The key statistic for all mature bowlers, especially men of
pace, is the strike rate, the number of overs needed to take a
wicket. Marshall`s figure is under eight, surpassing even that of
Richard Hadlee, who had far less competition for wickets within
his own team, and all other contemporaries. Sydney Barnes needed
fewer than seven overs; his reputation grows with the years.
Yet when you see Marshall in the street he hardly looks one of
nature`s fast bowlers. He lacks the height of Curtly Ambrose, the
elegance of Michael Holding, the imposing presence of Wes Hall
or Ian Bishop, and has none of the animal strength of Andy
Roberts, with whom he shares the attribute of an astute cricketing brain.
Physically, Marshall is like the first generation of great
black bowlers: Herman Griffith, Learie Constantine, Manny Martindale, none of them huge but all quick enough to frighten.

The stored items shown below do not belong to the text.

// Interface adapters: wire protocol and network handling.

pub mod http;
pub mod net;
pub mod protocol;
pub mod state;
pub mod utils;
// Notifications the engine emits synchronously while mutating state.

use super::state::{Agent, MatchSnapshot, Projectile, Winner};

/// Payloads are owned copies; listeners cannot reach engine-owned state through them.
#[derive(Debug, Clone, PartialEq)]
pub enum EngineEvent {
    AgentAdded(Agent),
    AgentUpdated(Agent),
    AgentRemoved { id: String },
    ProjectileAdded(Projectile),
    ProjectileUpdated(Projectile),
    ProjectileRemoved { id: String },
    MatchEnded { winner: Winner },
    StateChanged(MatchSnapshot),
}

pub type EngineListener = Box<dyn FnMut(&EngineEvent) + Send>;
mod support;

async fn create_room(client: &reqwest::Client, base_url: &str, room_id: &str) -> reqwest::Response {
    client
        .post(format!("{base_url}/rooms"))
        .json(&serde_json::json!({ "room_id": room_id }))
        .send()
        .await
        .expect("request should succeed")
}

#[tokio::test]
async fn when_room_is_created_then_its_id_is_echoed() {
    let base_url = support::ensure_server();
    let client = reqwest::Client::new();
    let room_id = format!("test-{}", uuid::Uuid::new_v4());

    let res = create_room(&client, base_url, &room_id).await;
    assert_eq!(res.status(), reqwest::StatusCode::CREATED);
    let body: serde_json::Value = res.json().await.expect("json body");
    assert_eq!(body["room_id"], room_id.as_str());
}

#[tokio::test]
async fn when_room_id_is_taken_then_create_conflicts() {
    let base_url = support::ensure_server();
    let client = reqwest::Client::new();
    let room_id = format!("dup-{}", uuid::Uuid::new_v4());

    let first = create_room(&client, base_url, &room_id).await;
    assert_eq!(first.status(), reqwest::StatusCode::CREATED);

    let second = create_room(&client, base_url, &room_id).await;
    assert_eq!(second.status(), reqwest::StatusCode::CONFLICT);
    let body: serde_json::Value = second.json().await.expect("json body");
    assert_eq!(body["error"], "room already exists");
}

#[tokio::test]
async fn when_room_id_is_blank_then_create_is_rejected() {
    let base_url = support::ensure_server();
    let client = reqwest::Client::new();

    let res = create_room(&client, base_url, "   ").await;
    assert_eq!(res.status(), reqwest::StatusCode::BAD_REQUEST);
}

#[tokio::test]
async fn when_room_is_deleted_then_a_second_delete_is_not_found() {
    let base_url = support::ensure_server();
    let client = reqwest::Client::new();
    let room_id = format!("gone-{}", uuid::Uuid::new_v4());

    let created = create_room(&client, base_url, &room_id).await;
    assert_eq!(created.status(), reqwest::StatusCode::CREATED);

    let deleted = client
        .delete(format!("{base_url}/rooms/{room_id}"))
        .send()
        .await
        .expect("request should succeed");
    assert_eq!(deleted.status(), reqwest::StatusCode::NO_CONTENT);

    let again = client
        .delete(format!("{base_url}/rooms/{room_id}"))
        .send()
        .await
        .expect("request should succeed");
    assert_eq!(again.status(), reqwest::StatusCode::NOT_FOUND);
}

#[tokio::test]
async fn when_default_room_is_deleted_then_it_conflicts() {
    let base_url = support::ensure_server();
    let client = reqwest::Client::new();

    let res = client
        .delete(format!("{base_url}/rooms/main"))
        .send()
        .await
        .expect("request should succeed");
    assert_eq!(res.status(), reqwest::StatusCode::CONFLICT);
}
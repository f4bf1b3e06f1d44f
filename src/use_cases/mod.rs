// Use cases layer: application workflows that drive the simulation core.

pub mod game;
pub mod local;
pub mod lobby;
pub mod names;
pub mod types;

pub use lobby::{RoomError, RoomHandle, RoomRegistry, RoomSettings};
pub use local::{LocalInput, LocalMatch};
pub use types::{GameEvent, ServerState, WorldUpdate};
use crate::domain::Team;
use crate::interface_adapters::http::ErrorResponse;
use crate::interface_adapters::protocol::{ClientMessage, ServerMessage, WorldUpdateDto};
use crate::interface_adapters::state::AppState;
use crate::interface_adapters::utils::rng::rand_id;
use crate::use_cases::{GameEvent, RoomHandle, ServerState, WorldUpdate};

use axum::{
    Json,
    extract::{
        Query, State,
        ws::{CloseFrame, Message, Utf8Bytes, WebSocket, WebSocketUpgrade, close_code},
    },
    http::StatusCode,
    response::IntoResponse,
};
use futures::stream::{SplitSink, SplitStream};
use futures::{SinkExt, StreamExt};
use std::{
    sync::Arc,
    time::{Duration, Instant},
};
use tokio::sync::{broadcast, mpsc, oneshot, watch};
use tokio::time::timeout;
use tracing::{Instrument, Span, debug, error, info, info_span, warn};

type WsSink = SplitSink<WebSocket, Message>;
type WsStream = SplitStream<WebSocket>;

#[derive(Debug)]
enum NetError {
    // Categorizes connection lifecycle failures so callers can decide policy.
    #[allow(dead_code)]
    Ws(axum::Error),
    #[allow(dead_code)]
    Serialization(serde_json::Error),
    InputClosed,
    WorldUpdatesClosed,
    ServerStateClosed,
    JoinRequired,
    JoinTimeout,
    ClosedBeforeJoin,
}

impl From<axum::Error> for NetError {
    fn from(e: axum::Error) -> Self {
        NetError::Ws(e)
    }
}

#[derive(Debug, serde::Deserialize)]
pub struct RoomQuery {
    // The room the client wants to join.
    #[serde(default)]
    room_id: Option<String>,
}

const LOG_THROTTLE: Duration = Duration::from_secs(2);
const MAX_INVALID_JSON: u32 = 10;
const MAX_NAME_LEN: usize = 32;
const JOIN_HANDSHAKE_TIMEOUT: Duration = Duration::from_secs(5);

pub async fn world_update_serializer(
    mut world_rx: broadcast::Receiver<WorldUpdate>,
    world_bytes_tx: broadcast::Sender<Utf8Bytes>,
    world_latest_tx: watch::Sender<Utf8Bytes>,
) {
    // Serialize each world update once and broadcast the shared bytes.
    loop {
        match world_rx.recv().await {
            Ok(update) => {
                let msg = ServerMessage::WorldUpdate(WorldUpdateDto::from(update));
                let txt = match serde_json::to_string(&msg) {
                    Ok(txt) => txt,
                    Err(e) => {
                        error!(error = ?e, "failed to serialize world update");
                        continue;
                    }
                };

                let bytes = Utf8Bytes::from(txt);
                // Store the latest bytes for lag recovery.
                let _ = world_latest_tx.send(bytes.clone());
                let _ = world_bytes_tx.send(bytes);
            }
            Err(broadcast::error::RecvError::Lagged(n)) => {
                warn!(
                    missed = n,
                    "world serializer lagged; skipping to latest update"
                );
            }
            Err(broadcast::error::RecvError::Closed) => {
                debug!("world updates channel closed; serializer exiting");
                break;
            }
        }
    }
}

pub fn spawn_room_serializer(room: &RoomHandle) {
    tokio::spawn(world_update_serializer(
        room.world_tx.subscribe(),
        room.world_bytes_tx.clone(),
        room.world_latest_tx.clone(),
    ));
}

pub async fn ws_handler(
    ws: WebSocketUpgrade,
    State(state): State<Arc<AppState>>,
    Query(query): Query<RoomQuery>,
) -> impl IntoResponse {
    let room_id = query
        .room_id
        .unwrap_or_else(|| state.default_room_id.to_string());

    let Some(room) = state.room_registry.get_room(&room_id).await else {
        // Keep not-found responses consistent with the JSON error schema.
        return (
            StatusCode::NOT_FOUND,
            Json(ErrorResponse {
                error: "room not found".to_string(),
            }),
        )
            .into_response();
    };

    ws.on_upgrade(move |socket| handle_socket(socket, room))
}

async fn handle_socket(socket: WebSocket, room: RoomHandle) {
    // Separate connection id for correlating logs before/after a player_id exists.
    let conn_id = rand_id();
    let span = info_span!("conn", conn_id, player_id = tracing::field::Empty);
    serve_connection(socket, room, span.clone())
        .instrument(span)
        .await;
}

async fn serve_connection(socket: WebSocket, room: RoomHandle, span: Span) {
    let (mut sink, mut stream) = socket.split();
    let mut ctx = match bootstrap_connection(&mut sink, &mut stream, &room).await {
        Ok(ctx) => ctx,
        Err(NetError::ClosedBeforeJoin) => {
            info!("client disconnected before join handshake");
            return;
        }
        Err(e) => {
            warn!(error = ?e, "failed to bootstrap connection");
            return;
        }
    };

    span.record("player_id", ctx.player_id.as_str());
    info!(
        player_id = %ctx.player_id,
        room_id = %room.room_id,
        "client connected"
    );

    if let Err(e) = run_client_loop(&mut sink, &mut stream, &mut ctx).await {
        warn!(error = ?e, "client loop exited with error");
    }
}

struct ConnCtx {
    player_id: String,
    input_tx: mpsc::Sender<GameEvent>,
    world_bytes_rx: broadcast::Receiver<Utf8Bytes>,
    world_latest_rx: watch::Receiver<Utf8Bytes>,
    server_state_rx: watch::Receiver<ServerState>,

    msgs_in: u64,
    msgs_out: u64,
    invalid_json: u32,
    lag_recovery_count: u64,

    last_input_full_log: Instant,
    last_world_lag_log: Instant,
    last_invalid_input_log: Instant,

    close_frame: Option<CloseFrame>,
}

enum LoopControl {
    Continue,
    Disconnect,
}

async fn send_message(sink: &mut WsSink, msg: &ServerMessage) -> Result<usize, NetError> {
    let txt = serde_json::to_string(msg).map_err(NetError::Serialization)?;
    let bytes = txt.len();
    sink.send(Message::Text(txt.into()))
        .await
        .map_err(NetError::Ws)?;
    Ok(bytes)
}

async fn send_close_with_reason(
    sink: &mut WsSink,
    code: u16,
    reason: &'static str,
) -> Result<(), NetError> {
    sink.send(Message::Close(Some(CloseFrame {
        code,
        reason: reason.into(),
    })))
    .await
    .map_err(NetError::Ws)?;
    sink.close().await.map_err(NetError::Ws)
}

async fn bootstrap_connection(
    sink: &mut WsSink,
    stream: &mut WsStream,
    room: &RoomHandle,
) -> Result<ConnCtx, NetError> {
    // Subscribe to updates *before* doing anything else (awaits) to not miss packets.
    let world_bytes_rx = room.world_bytes_tx.subscribe();
    let world_latest_rx = room.world_latest_tx.subscribe();
    let server_state_rx = room.server_state_tx.subscribe();

    let (name, team) = match timeout(JOIN_HANDSHAKE_TIMEOUT, read_join_handshake(sink, stream)).await
    {
        Ok(result) => result?,
        Err(_) => {
            let _ = send_close_with_reason(sink, close_code::POLICY, "join timeout").await;
            return Err(NetError::JoinTimeout);
        }
    };

    let player_id = format!("p{}", rand_id());
    let (reply_tx, reply_rx) = oneshot::channel();

    // Join happens before the identity reply so the next snapshot includes the player.
    room.input_tx
        .send(GameEvent::Join {
            player_id: player_id.clone(),
            name,
            team,
            reply: Some(reply_tx),
        })
        .await
        .map_err(|_| NetError::InputClosed)?;

    // The room resolves an omitted team against its current roster.
    let assigned_team = reply_rx.await.map_err(|_| NetError::InputClosed)?;

    let identity = ServerMessage::Identity {
        player_id: player_id.clone(),
        team: assigned_team.into(),
    };
    let initial_state = ServerMessage::GameState(server_state_rx.borrow().clone().into());
    for msg in [identity, initial_state] {
        if let Err(e) = send_message(sink, &msg).await {
            // Compensate so the room does not keep a player that never connected.
            let _ = room
                .input_tx
                .send(GameEvent::Leave {
                    player_id: player_id.clone(),
                })
                .await;
            return Err(e);
        }
    }

    let now = Instant::now()
        .checked_sub(LOG_THROTTLE)
        .unwrap_or_else(Instant::now);
    Ok(ConnCtx {
        player_id,
        input_tx: room.input_tx.clone(),
        world_bytes_rx,
        world_latest_rx,
        server_state_rx,

        msgs_in: 1,
        msgs_out: 2,
        invalid_json: 0,
        lag_recovery_count: 0,

        last_input_full_log: now,
        last_world_lag_log: now,
        last_invalid_input_log: now,

        close_frame: None,
    })
}

async fn read_join_handshake(
    sink: &mut WsSink,
    stream: &mut WsStream,
) -> Result<(String, Option<Team>), NetError> {
    loop {
        let Some(incoming) = stream.next().await else {
            return Err(NetError::ClosedBeforeJoin);
        };

        match incoming.map_err(NetError::Ws)? {
            Message::Text(text) => {
                let payload = match serde_json::from_str::<ClientMessage>(&text) {
                    Ok(ClientMessage::Join(payload)) => payload,
                    Ok(_) => {
                        let _ = send_close_with_reason(sink, close_code::POLICY, "join required")
                            .await;
                        return Err(NetError::JoinRequired);
                    }
                    Err(_) => {
                        let _ = send_close_with_reason(
                            sink,
                            close_code::POLICY,
                            "invalid join payload",
                        )
                        .await;
                        return Err(NetError::JoinRequired);
                    }
                };

                let name = payload.name.trim();
                if name.is_empty() || name.chars().count() > MAX_NAME_LEN {
                    let _ = send_close_with_reason(sink, close_code::POLICY, "invalid name").await;
                    return Err(NetError::JoinRequired);
                }

                return Ok((name.to_string(), payload.team.map(Team::from)));
            }
            Message::Binary(_) => {
                let _ = send_close_with_reason(
                    sink,
                    close_code::UNSUPPORTED,
                    "binary messages not supported",
                )
                .await;
                return Err(NetError::JoinRequired);
            }
            Message::Ping(_) | Message::Pong(_) => {}
            Message::Close(_) => return Err(NetError::ClosedBeforeJoin),
        }
    }
}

Keen Barbadian judges, such as Tony Cozier, knew Marshall was
special even as a teenager. He had pace off the pitch. To some,
his potential may have looked limited, with his sprinting run and
fast arm action not the mark of a stayer. What Marshall has
demonstrated, in campaign after campaign, is rhythm, the source
of purity in a bowling action, the everlasting antidote to strain
and breakdown.
There is more to Marshall than that, however. His victory has
been in the mind, in his willingness to try on a wet Friday in
Basingstoke as well as in a World Cup final, in his ability to
add the cleverness of variety to compensate for the ageing process. Recently, Mark Nicholas, the Hampshire captain, has been as
fulsome in his praise of Marshall the veteran as those who first
spotted the potential.
Hostile without being a thug, more interested in wickets than
bruises, Marshall has never been in danger of the charge of
bringing the game into disrepute, unlike some of his generation.
Those of us who have enjoyed his professionalism wish him
well and worry about his future. Too many fast bowlers fade into
misery: however, Constantine became High Commissioner for Trinidad, Hall is minister for tourism in Barbados and Roberts is
Antigua`s most famous fisherman. So there is hope for one of the
game`s gentlemen, and hope that Warne becomes one.